People v. Singleton

Decision Date24 February 1977
Citation393 N.Y.S.2d 353,41 N.Y.2d 402,361 N.E.2d 1003
Parties, 361 N.E.2d 1003 The PEOPLE of the State of New York, Respondent, v. Alonzo SINGLETON, Appellant.
CourtNew York Court of Appeals Court of Appeals

Philip L. Weinstein and William E. Hellerstein, New York City, for appellant.

Nicholas Ferraro, Dist. Atty., Kew Gardens (George Freed, Kew Gardens, of counsel), for respondent.

JASEN, Judge.

The crucial question raised on this appeal is whether a police officer's suspicion of criminal activity justifies stopping a motor vehicle for an investigative check.

On the evening of September 24, 1971, New York City Officers Santiago and Braga were assigned to a taxi and truck surveillance unit. At about 8:00 p.m., they stopped a 1963 or 1965 blue Buick Riviera with Queens County license plates on Morningside Drive and 122nd Street. Two black men were in the car. Following a check of the license and registration, the car was permitted to proceed. At about 10:00 p.m., the officers saw a 1963 or 1965 blue Buick Riviera approaching the Triborough Bridge. This car, which appeared to the officers to be identical to the first car, had Brooklyn license plates and three black male occupants. As a result of seeing two apparently identical cars within two hours with different plates, the officers stopped the second car. The occupants exited from the vehicle. Upon examining the driver's license and registration, the officers ascertained that the car did not belong to him. Hence, Officer Braga proceeded to check the VIN plate on the hinge of the driver's front door. While Braga was in a crouched position searching for the VIN plate, Officer Santiago observed the back seat passenger approach the open door and reach over his partner's shoulder into the car. Santiago, believing that there might be a gun in the car, grabbed the man and shined his flash-light inside the car. An open manila envelope containing a visible white powder was resting on the console. Santiago testified that he had made about 80 prior arrests involving cocaine and heroin and, based on his experience, he believed the white powder to be cocaine. All three occupants of the car, including the defendant, were arrested, and a further search revealed another identical envelope, containing white powder, between the driver's seat and the console.

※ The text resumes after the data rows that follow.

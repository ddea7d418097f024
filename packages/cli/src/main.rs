mod commands;

use clap::{Parser, Subcommand};
use colored::Colorize;
use commands::{check, normalize, outline, CheckArgs, NormalizeArgs, OutlineArgs};
use tracing_subscriber::EnvFilter;

/// Paper CLI - validate, normalize and outline Paper documents
#[derive(Parser, Debug)]
#[command(name = "paper")]
#[command(author, version, about, long_about = None)]
struct Cli {
    #[command(subcommand)]
    command: Command,
}

#[derive(Subcommand, Debug)]
enum Command {
    /// Validate documents against the editor schema
    Check(CheckArgs),

    /// Rewrite documents the way the editor settles them
    Normalize(NormalizeArgs),

    /// Print the heading structure of documents
    Outline(OutlineArgs),
}

fn main() {
    tracing_subscriber::fmt()
        .with_env_filter(EnvFilter::try_from_default_env().unwrap_or_else(|_| EnvFilter::new("warn")))
        .with_writer(std::io::stderr)
        .init();

    let cli = Cli::parse();

    let result = std::env::current_dir()
        .map_err(anyhow::Error::from)
        .and_then(|cwd| match cli.command {
            Command::Check(args) => check(args, &cwd),
            Command::Normalize(args) => normalize(args, &cwd),
            Command::Outline(args) => outline(args, &cwd),
        });

    if let Err(err) = result {
        eprintln!();
        eprintln!("{} {:#}", "Error:".red().bold(), err);
        eprintln!();
        std::process::exit(1);
    }
}
#[cfg(test)]
mod tests {
    use super::*;
    use crate::state::StateConfig;
    use crate::sync::registry::InstanceRegistry;
    use crate::sync::surface::EmbeddedSurface;
    use crate::sync::EDITOR_ID_ATTR;
    use paper_model::{AttrSpec, Fragment, NodeSpec, Schema, SchemaSpec, Slice};
    use serde_json::{json, Value};
    use std::sync::Mutex;

    #[derive(Default)]
    struct Recorder {
        ops: Mutex<Vec<SurfaceOp>>,
    }

    impl EmbeddedSurface for Recorder {
        fn set_content(&self, _text: &str) {}

        fn apply(&self, op: &SurfaceOp) {
            self.ops.lock().unwrap().push(op.clone());
        }
    }

    fn schema() -> Arc<Schema> {
        Schema::new(
            SchemaSpec::default()
                .node("doc", NodeSpec::new().content("block+"))
                .node("paragraph", NodeSpec::new().content("text*").group("block"))
                .node(
                    "code_block",
                    NodeSpec::new()
                        .content("text*")
                        .group("block")
                        .marks("")
                        .code()
                        .attr(EDITOR_ID_ATTR, AttrSpec::with_default(Value::Null))
                        .attr("language", AttrSpec::with_default(Value::Null)),
                )
                .node("text", NodeSpec::new()),
        )
        .unwrap()
    }

    /// `<p>ab</p><code id=c-1>hello</code>`: the code text starts at 5.
    fn state() -> EditorState {
        let schema = schema();
        let attrs = serde_json::from_value(json!({ EDITOR_ID_ATTR: "c-1" })).unwrap();
        let doc = schema
            .node(
                "doc",
                None,
                vec![
                    schema.node("paragraph", None, vec![schema.text("ab", vec![]).unwrap()]).unwrap(),
                    schema
                        .node("code_block", Some(&attrs), vec![schema.text("hello", vec![]).unwrap()])
                        .unwrap(),
                ],
            )
            .unwrap();
        EditorState::create(StateConfig::new(schema).with_doc(doc)).unwrap()
    }

    fn synchronizer() -> (Synchronizer, Arc<InstanceRegistry>) {
        let registry = Arc::new(InstanceRegistry::new());
        let sync = Synchronizer::new(ClientId::new("me"), "code_block", registry.clone());
        (sync, registry)
    }

    fn text_slice(state: &EditorState, text: &str) -> Slice {
        Slice::closed(Fragment::from_node(state.schema().text(text, vec![]).unwrap()))
    }

    #[test]
    fn test_translate_offsets() {
        let (sync, _) = synchronizer();
        let s = state();
        let doc = s.doc();

        let insert = Step::replace(6, 6, text_slice(&s, "X"));
        assert_eq!(
            sync.translate_step(&insert, doc).unwrap().map(|t| t.op),
            Some(SurfaceOp::Insert {
                offset: 1,
                text: "X".into()
            })
        );
        let delete = Step::replace(5, 10, Slice::empty());
        assert_eq!(
            sync.translate_step(&delete, doc).unwrap().map(|t| t.op),
            Some(SurfaceOp::Delete { offset: 0, len: 5 })
        );
        let replace = Step::replace(7, 9, text_slice(&s, "LL"));
        let translation = sync.translate_step(&replace, doc).unwrap().unwrap();
        assert_eq!(translation.editor_id, "c-1");
        assert_eq!(
            translation.op,
            SurfaceOp::Replace {
                offset: 2,
                len: 2,
                text: "LL".into()
            }
        );
    }

    #[test]
    fn test_edits_outside_regions_are_skipped() {
        let (sync, _) = synchronizer();
        let s = state();
        // In the paragraph.
        assert_eq!(sync.translate_step(&Step::replace(2, 2, text_slice(&s, "x")), s.doc()).unwrap(), None);
        // Across the region's opening boundary.
        assert_eq!(sync.translate_step(&Step::replace(3, 6, Slice::empty()), s.doc()).unwrap(), None);
        // Structure, not text.
        let block = Slice::closed(Fragment::from_node(s.schema().node("paragraph", None, vec![]).unwrap()));
        assert_eq!(sync.translate_step(&Step::replace(6, 6, block), s.doc()).unwrap(), None);
    }

    #[test]
    fn test_missing_identity_is_an_error() {
        let (sync, _) = synchronizer();
        let s = state();
        let mut tr = s.tr();
        tr.set_node_attribute(4, EDITOR_ID_ATTR, Value::Null).unwrap();
        let doc = tr.doc().clone();
        assert!(matches!(
            sync.translate_step(&Step::replace(6, 6, text_slice(&s, "x")), &doc),
            Err(SyncError::MissingIdentity { .. })
        ));
    }

    #[test]
    fn test_own_edits_are_not_echoed() {
        let (sync, registry) = synchronizer();
        let surface = Arc::new(Recorder::default());
        registry.set_by_id("c-1", surface.clone());
        let s = state();

        let tr = sync
            .surface_edit(
                &s,
                "c-1",
                SurfaceEdit::Insert {
                    offset: 5,
                    text: "!".into(),
                },
            )
            .unwrap();
        assert_eq!(tr.meta::<ClientId>(CLIENT_ID_META), Some(&ClientId::new("me")));
        let applied = s.apply_transaction(tr).unwrap();
        assert_eq!(sync.region_text(applied.state.doc(), "c-1").as_deref(), Some("hello!"));
        assert!(sync.host_to_surface(&applied.transactions).is_empty());

        // Another client's edit goes through.
        let mut tr = applied.state.tr();
        tr.insert_text("?", 5, 5).unwrap();
        tr.set_meta(CLIENT_ID_META, ClientId::new("other"));
        let delivered = sync.host_to_surface(&[tr]);
        assert_eq!(delivered.len(), 1);
        assert_eq!(surface.ops.lock().unwrap().len(), 1);
    }

    #[test]
    fn test_ops_without_surface_are_dropped() {
        let (sync, _) = synchronizer();
        let s = state();
        let mut tr = s.tr();
        tr.insert_text("x", 6, 6).unwrap();
        assert!(sync.host_to_surface(&[tr]).is_empty());
    }

    #[test]
    fn test_new_region_does_not_stall_later_steps() {
        let (sync, registry) = synchronizer();
        let surface = Arc::new(Recorder::default());
        registry.set_by_id("c-1", surface.clone());
        let s = state();

        // A fresh region typed into, then an edit to the attached one,
        // now starting at 7 with its text at 8.
        let mut tr = s.tr();
        let fresh = s.schema().node("code_block", None, vec![]).unwrap();
        tr.insert(0, vec![fresh]).unwrap();
        tr.insert_text("x", 1, 1).unwrap();
        tr.insert_text("Z", 8, 8).unwrap();
        assert_eq!(sync.region_text(tr.doc(), "c-1").as_deref(), Some("Zhello"));

        let delivered = sync.host_to_surface(&[tr]);
        assert_eq!(delivered.len(), 1);
        assert_eq!(
            surface.ops.lock().unwrap().as_slice(),
            &[SurfaceOp::Insert {
                offset: 0,
                text: "Z".into()
            }]
        );
    }

    #[test]
    fn test_surface_edit_bounds() {
        let (sync, _) = synchronizer();
        let s = state();
        let err = sync
            .surface_edit(&s, "c-1", SurfaceEdit::Delete { offset: 3, len: 9 })
            .unwrap_err();
        assert!(matches!(
            err,
            crate::errors::EditorError::Sync(SyncError::OffsetOutOfRange { len: 5, .. })
        ));
        assert!(sync
            .surface_edit(&s, "nope", SurfaceEdit::Delete { offset: 0, len: 1 })
            .is_err());
    }

    #[test]
    fn test_attribute_change_and_exit() {
        let (sync, _) = synchronizer();
        let s = state();
        let attrs = serde_json::from_value(json!({ "language": "rust", EDITOR_ID_ATTR: "hijack" })).unwrap();
        let s = s.apply(sync.attribute_change(&s, "c-1", &attrs).unwrap()).unwrap();
        let code = s.doc().child(1).unwrap();
        assert_eq!(code.attr_str("language"), Some("rust"));
        assert_eq!(code.attr_str(EDITOR_ID_ATTR), Some("c-1"));

        let s = s.apply(sync.exit_region(&s, "c-1").unwrap()).unwrap();
        assert_eq!(s.doc().child(1).unwrap().type_name(), "paragraph");
        assert_eq!(s.doc().child(1).unwrap().text_content(), "hello");
        assert_eq!(s.selection(), &Selection::cursor(5));
    }
}
use thiserror::Error;

pub type ModelResult<T> = Result<T, ModelError>;

/// Errors raised while building a [`Schema`](crate::Schema).
///
/// All of these are configuration errors: they surface at construction time
/// and are never recovered from.
#[derive(Error, Debug, Clone, PartialEq)]
pub enum SchemaError {
    #[error("Duplicate node kind '{0}'")]
    DuplicateNode(String),

    #[error("Duplicate mark kind '{0}'")]
    DuplicateMark(String),

    #[error("Schema is missing the '{0}' node kind")]
    MissingNode(String),

    #[error("Unknown node kind or group '{name}' in content expression '{expr}'")]
    UnknownContentName { expr: String, name: String },

    #[error("Unknown mark kind or group '{name}' referenced by '{owner}'")]
    UnknownMark { owner: String, name: String },

    #[error("Invalid content expression '{expr}' at {pos}: {message}")]
    InvalidExpression {
        expr: String,
        pos: usize,
        message: String,
    },

    #[error("Content expression '{0}' mixes inline and block content")]
    MixedContent(String),
}

impl SchemaError {
    pub fn invalid_expression(expr: &str, pos: usize, message: impl Into<String>) -> Self {
        Self::InvalidExpression {
            expr: expr.to_string(),
            pos,
            message: message.into(),
        }
    }
}

/// Errors raised by document operations.
#[derive(Error, Debug, Clone, PartialEq)]
pub enum ModelError {
    #[error("Unknown node kind '{0}'")]
    UnknownNode(String),

    #[error("Unknown mark kind '{0}'")]
    UnknownMark(String),

    #[error("No value supplied for required attribute '{attr}' of '{kind}'")]
    MissingAttr { kind: String, attr: String },

    #[error("Invalid content for node '{0}'")]
    InvalidContent(String),

    #[error("Mark '{mark}' is not allowed in '{node}'")]
    MarkNotAllowed { mark: String, node: String },

    #[error("Empty text nodes are not allowed")]
    EmptyText,

    #[error("Position {pos} out of range (size {size})")]
    OutOfRange { pos: usize, size: usize },

    #[error("Replace failed: {0}")]
    Replace(String),

    #[error("Invalid document JSON: {0}")]
    Json(String),
}

impl ModelError {
    pub fn replace(message: impl Into<String>) -> Self {
        Self::Replace(message.into())
    }

    pub fn out_of_range(pos: usize, size: usize) -> Self {
        Self::OutOfRange { pos, size }
    }
}

impl From<serde_json::Error> for ModelError {
    fn from(err: serde_json::Error) -> Self {
        Self::Json(err.to_string())
    }
}
//! Transaction-time plugins.
//!
//! A plugin can keep its own state inside [`EditorState`], veto
//! transactions, append corrective transactions after others, and observe
//! the settled edit log once `apply` is done.

use crate::state::EditorState;
use crate::transaction::Transaction;
use std::any::Any;
use std::sync::Arc;

/// Plugin-local state stored in the editor state.
pub type PluginState = Arc<dyn Any + Send + Sync>;

pub trait Plugin: Send + Sync {
    /// Unique key; also the key of the plugin's state.
    fn key(&self) -> &str;

    /// Initial state. `state` holds the document and the states of the
    /// plugins registered before this one.
    fn init_state(&self, _state: &EditorState) -> Option<PluginState> {
        None
    }

    /// Next state after `tr`. `new_state` holds the new document and the
    /// already updated states of earlier plugins.
    fn apply_state(
        &self,
        _tr: &Transaction,
        value: &PluginState,
        _old_state: &EditorState,
        _new_state: &EditorState,
    ) -> PluginState {
        value.clone()
    }

    /// Return false to drop the transaction.
    fn filter_transaction(&self, _tr: &Transaction, _state: &EditorState) -> bool {
        true
    }

    /// Called with the transactions applied since this plugin last looked,
    /// may return one more transaction to apply after them.
    fn append_transaction(
        &self,
        _trs: &[Transaction],
        _old_state: &EditorState,
        _new_state: &EditorState,
    ) -> Option<Transaction> {
        None
    }

    /// Called once per `apply` with every transaction that went into the
    /// new state, appended ones included.
    fn after_apply(&self, _trs: &[Transaction], _old_state: &EditorState, _new_state: &EditorState) {}
}

/// Downcast helper for plugin states.
pub fn state_as<T: Any>(value: &PluginState) -> Option<&T> {
    value.downcast_ref::<T>()
}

Defendant, as well as the other occupants of the car, were subsequently indicted for criminal possession of a dangerous drug in the fourth degree. (Penal Law, § 220.15.) After a hearing on defendant's suppression motion, the court, apparently assuming that the officers had an unqualified right to stop the automobile, found the officer's testimony credible and concluded that there were reasonable grounds to look inside the automobile prior to the discovery of the drugs. After a jury trial, defendant was convicted of the crime charged in the indictment. The Appellate Division affirmed the judgment of conviction.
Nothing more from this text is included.